An explanation how the system is designed.
iPCA (interactive Principal Component Analaysis) is a system, with which uses are interactively analyze data. It uses Principle Component Analysis (PCA) that is a widely used mathematical technique in many fields for factor and trend analysis, dimension reduction, etc. However, it is often considered to be a "black box" operation whose results are difficult to interpret and sometimes counter-intuitive to the user. In order to assist the user in better understanding and utilizing PCA, the system has been developed by visualizing the results of principal component analysis using multiple coordinated views and a rich set of user interactions. Our design philosophy is to support analysis of multivariate datasets through extensive interaction with the PCA output.

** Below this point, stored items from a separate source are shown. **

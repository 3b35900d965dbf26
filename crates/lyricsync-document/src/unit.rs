//! Unit kinds, handles, and the borrowed [`Unit`] view.

use std::fmt;
use std::ops::Range;

use lyricsync_timeline::{Span, TimedObject};
use serde::{Deserialize, Serialize};

use crate::video::{Animator, Video};

/// The variants of a rendering unit.
#[derive(Debug, Clone, Copy, PartialEq, Eq, Hash, PartialOrd, Ord, Serialize, Deserialize)]
#[serde(rename_all = "lowercase")]
pub enum UnitKind {
    Phrase,
    Word,
    Char,
    Graphic,
}

impl UnitKind {
    /// All kinds in dispatch order.
    pub const ALL: [UnitKind; 4] = [
        UnitKind::Phrase,
        UnitKind::Word,
        UnitKind::Char,
        UnitKind::Graphic,
    ];

    /// The kind of this kind's children.
    pub fn child(self) -> Option<UnitKind> {
        match self {
            UnitKind::Phrase => Some(UnitKind::Word),
            UnitKind::Word => Some(UnitKind::Char),
            UnitKind::Char | UnitKind::Graphic => None,
        }
    }

    /// The kind of this kind's parent.
    pub fn parent(self) -> Option<UnitKind> {
        match self {
            UnitKind::Word => Some(UnitKind::Phrase),
            UnitKind::Char => Some(UnitKind::Word),
            UnitKind::Phrase | UnitKind::Graphic => None,
        }
    }

    /// Whether units of this kind may overlap each other. Graphics are
    /// independent layers; lyric units at one level never overlap.
    pub fn may_overlap(self) -> bool {
        self == UnitKind::Graphic
    }

    pub(crate) fn slot(self) -> usize {
        match self {
            UnitKind::Phrase => 0,
            UnitKind::Word => 1,
            UnitKind::Char => 2,
            UnitKind::Graphic => 3,
        }
    }
}

impl fmt::Display for UnitKind {
    fn fmt(&self, f: &mut fmt::Formatter<'_>) -> fmt::Result {
        let name = match self {
            UnitKind::Phrase => "phrase",
            UnitKind::Word => "word",
            UnitKind::Char => "char",
            UnitKind::Graphic => "graphic",
        };
        f.write_str(name)
    }
}

/// Stable handle of a unit: its kind plus its index in the flat sequence of
/// that kind.
#[derive(Debug, Clone, Copy, PartialEq, Eq, Hash, PartialOrd, Ord, Serialize, Deserialize)]
pub struct UnitId {
    pub kind: UnitKind,
    pub index: usize,
}

impl UnitId {
    pub fn new(kind: UnitKind, index: usize) -> Self {
        Self { kind, index }
    }
}

impl fmt::Display for UnitId {
    fn fmt(&self, f: &mut fmt::Formatter<'_>) -> fmt::Result {
        write!(f, "{}[{}]", self.kind, self.index)
    }
}

/// Part-of-speech annotations carried by words.
#[derive(Debug, Clone, Default, PartialEq)]
pub(crate) struct WordInfo {
    pub pos: Option<String>,
    pub raw_pos: Option<String>,
    pub language: Option<String>,
}

/// Arena record of one unit.
#[derive(Debug, Clone)]
pub(crate) struct Node {
    pub span: Span,
    pub parent: Option<usize>,
    /// Indices of the children in the next level's arena.
    pub children: Range<usize>,
    /// Indices of the descendant chars in the char arena.
    pub chars: Range<usize>,
    pub text: String,
    pub word: Option<WordInfo>,
}

impl TimedObject for Node {
    fn start_time(&self) -> f64 {
        self.span.start_time
    }

    fn end_time(&self) -> f64 {
        self.span.end_time
    }
}

/// A borrowed view of one unit in a [`Video`].
///
/// Cheap to copy; all navigation goes through the owning video's arenas.
#[derive(Clone, Copy)]
pub struct Unit<'v> {
    video: &'v Video,
    id: UnitId,
}

impl<'v> Unit<'v> {
    pub(crate) fn new(video: &'v Video, id: UnitId) -> Self {
        Self { video, id }
    }

    fn node(&self) -> &'v Node {
        &self.video.nodes(self.id.kind)[self.id.index]
    }

    fn sibling(&self, index: Option<usize>) -> Option<Unit<'v>> {
        index.and_then(|i| self.video.unit(UnitId::new(self.id.kind, i)))
    }

    pub fn id(&self) -> UnitId {
        self.id
    }

    pub fn kind(&self) -> UnitKind {
        self.id.kind
    }

    /// Position of this unit in the flat sequence of its kind.
    pub fn index(&self) -> usize {
        self.id.index
    }

    /// The video this unit belongs to.
    pub fn video(&self) -> &'v Video {
        self.video
    }

    /// Text of the unit. Phrases and words concatenate their chars; graphics
    /// have no text.
    pub fn text(&self) -> &'v str {
        &self.node().text
    }

    /// The enclosing unit. Phrases and graphics have none.
    pub fn parent(&self) -> Option<Unit<'v>> {
        let kind = self.id.kind.parent()?;
        let index = self.node().parent?;
        self.video.unit(UnitId::new(kind, index))
    }

    /// The next-level units under this one, in order.
    pub fn children(&self) -> Units<'v> {
        match self.id.kind.child() {
            Some(kind) => Units::new(self.video, kind, self.node().children.clone()),
            None => Units::empty(self.video),
        }
    }

    /// Previous unit of the same kind anywhere in the video.
    pub fn previous(&self) -> Option<Unit<'v>> {
        self.sibling(self.id.index.checked_sub(1))
    }

    /// Next unit of the same kind anywhere in the video.
    pub fn next(&self) -> Option<Unit<'v>> {
        self.sibling(Some(self.id.index + 1))
    }

    /// Number of words: children of a phrase, `1` for a word, else `0`.
    pub fn word_count(&self) -> usize {
        match self.id.kind {
            UnitKind::Phrase => self.node().children.len(),
            UnitKind::Word => 1,
            UnitKind::Char | UnitKind::Graphic => 0,
        }
    }

    /// Number of chars under (or being) this unit.
    pub fn char_count(&self) -> usize {
        self.node().chars.len()
    }

    pub fn first_word(&self) -> Option<Unit<'v>> {
        self.words().next()
    }

    pub fn last_word(&self) -> Option<Unit<'v>> {
        self.words().next_back()
    }

    pub fn first_char(&self) -> Option<Unit<'v>> {
        self.chars().next()
    }

    pub fn last_char(&self) -> Option<Unit<'v>> {
        self.chars().next_back()
    }

    fn words(&self) -> Units<'v> {
        match self.id.kind {
            UnitKind::Phrase => self.children(),
            UnitKind::Word => Units::new(self.video, UnitKind::Word, self.id.index..self.id.index + 1),
            UnitKind::Char | UnitKind::Graphic => Units::empty(self.video),
        }
    }

    fn chars(&self) -> Units<'v> {
        Units::new(self.video, UnitKind::Char, self.node().chars.clone())
    }

    /// Position of `child` among this unit's children, if it is one.
    pub fn find_index(&self, child: &Unit<'_>) -> Option<usize> {
        if Some(child.kind()) != self.id.kind.child() || !std::ptr::eq(child.video, self.video) {
            return None;
        }
        let children = &self.node().children;
        children
            .contains(&child.index())
            .then(|| child.index() - children.start)
    }

    /// Coarse part of speech (words only).
    pub fn pos(&self) -> Option<&'v str> {
        self.node().word.as_ref()?.pos.as_deref()
    }

    /// Raw tagger output (words only).
    pub fn raw_pos(&self) -> Option<&'v str> {
        self.node().word.as_ref()?.raw_pos.as_deref()
    }

    /// Language code such as `en` or `ja` (words only).
    pub fn language(&self) -> Option<&'v str> {
        self.node().word.as_ref()?.language.as_deref()
    }

    /// Attach an animation callback to this unit, replacing any previous one.
    pub fn set_animate(&self, animator: Animator) {
        self.video.set_animate(self.id, animator);
    }

    /// Detach this unit's animation callback. Returns whether one was set.
    pub fn clear_animate(&self) -> bool {
        self.video.clear_animate(self.id)
    }

    /// Whether an animation callback is attached.
    pub fn has_animate(&self) -> bool {
        self.video.animator(self.id).is_some()
    }
}

impl TimedObject for Unit<'_> {
    fn start_time(&self) -> f64 {
        self.node().span.start_time
    }

    fn end_time(&self) -> f64 {
        self.node().span.end_time
    }
}

impl PartialEq for Unit<'_> {
    fn eq(&self, other: &Self) -> bool {
        self.id == other.id && std::ptr::eq(self.video, other.video)
    }
}

impl Eq for Unit<'_> {}

impl fmt::Debug for Unit<'_> {
    fn fmt(&self, f: &mut fmt::Formatter<'_>) -> fmt::Result {
        f.debug_struct("Unit")
            .field("id", &self.id)
            .field("start_time", &self.start_time())
            .field("end_time", &self.end_time())
            .field("text", &self.text())
            .finish()
    }
}

impl fmt::Display for Unit<'_> {
    fn fmt(&self, f: &mut fmt::Formatter<'_>) -> fmt::Result {
        write!(
            f,
            "{} \"{}\" [{}-{}]",
            self.id,
            self.text(),
            self.start_time(),
            self.end_time()
        )
    }
}

/// Iterator over a contiguous run of units of one kind.
#[derive(Clone)]
pub struct Units<'v> {
    video: &'v Video,
    kind: UnitKind,
    range: Range<usize>,
}

impl<'v> Units<'v> {
    pub(crate) fn new(video: &'v Video, kind: UnitKind, range: Range<usize>) -> Self {
        Self { video, kind, range }
    }

    fn empty(video: &'v Video) -> Self {
        Self::new(video, UnitKind::Char, 0..0)
    }
}

impl<'v> Iterator for Units<'v> {
    type Item = Unit<'v>;

    fn next(&mut self) -> Option<Self::Item> {
        self.range
            .next()
            .map(|i| Unit::new(self.video, UnitId::new(self.kind, i)))
    }

    fn size_hint(&self) -> (usize, Option<usize>) {
        self.range.size_hint()
    }
}

impl DoubleEndedIterator for Units<'_> {
    fn next_back(&mut self) -> Option<Self::Item> {
        self.range
            .next_back()
            .map(|i| Unit::new(self.video, UnitId::new(self.kind, i)))
    }
}

impl ExactSizeIterator for Units<'_> {}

It consists of four views (A ~ D) and two control panels (E ~ F).
Projection View(A): Two principal components (by default, the first and second most dominant eigenvectors) are used to project data points onto a two-dimensional coordinate system.
Eigenvector View(B): In the Eigenvector View, data points are shown in the eigenspace. The calculated eigenvectors and their eigenvalues are displayed in a vertically projected parallel coordinates visualization, with eigenvectors ranked from top to bottom by dominance. The distances between eigenvectors in the parallel coordinate view vary based on their eigenvalues, separating the eigenvectors based on their mathematical weights.
Data view(C): The Data View is located below the Projection View, and shows a parallel coordinates visualization of all data points in the original data dimensions. In this view, an auto-scaling function is applied to increase the readibility of data.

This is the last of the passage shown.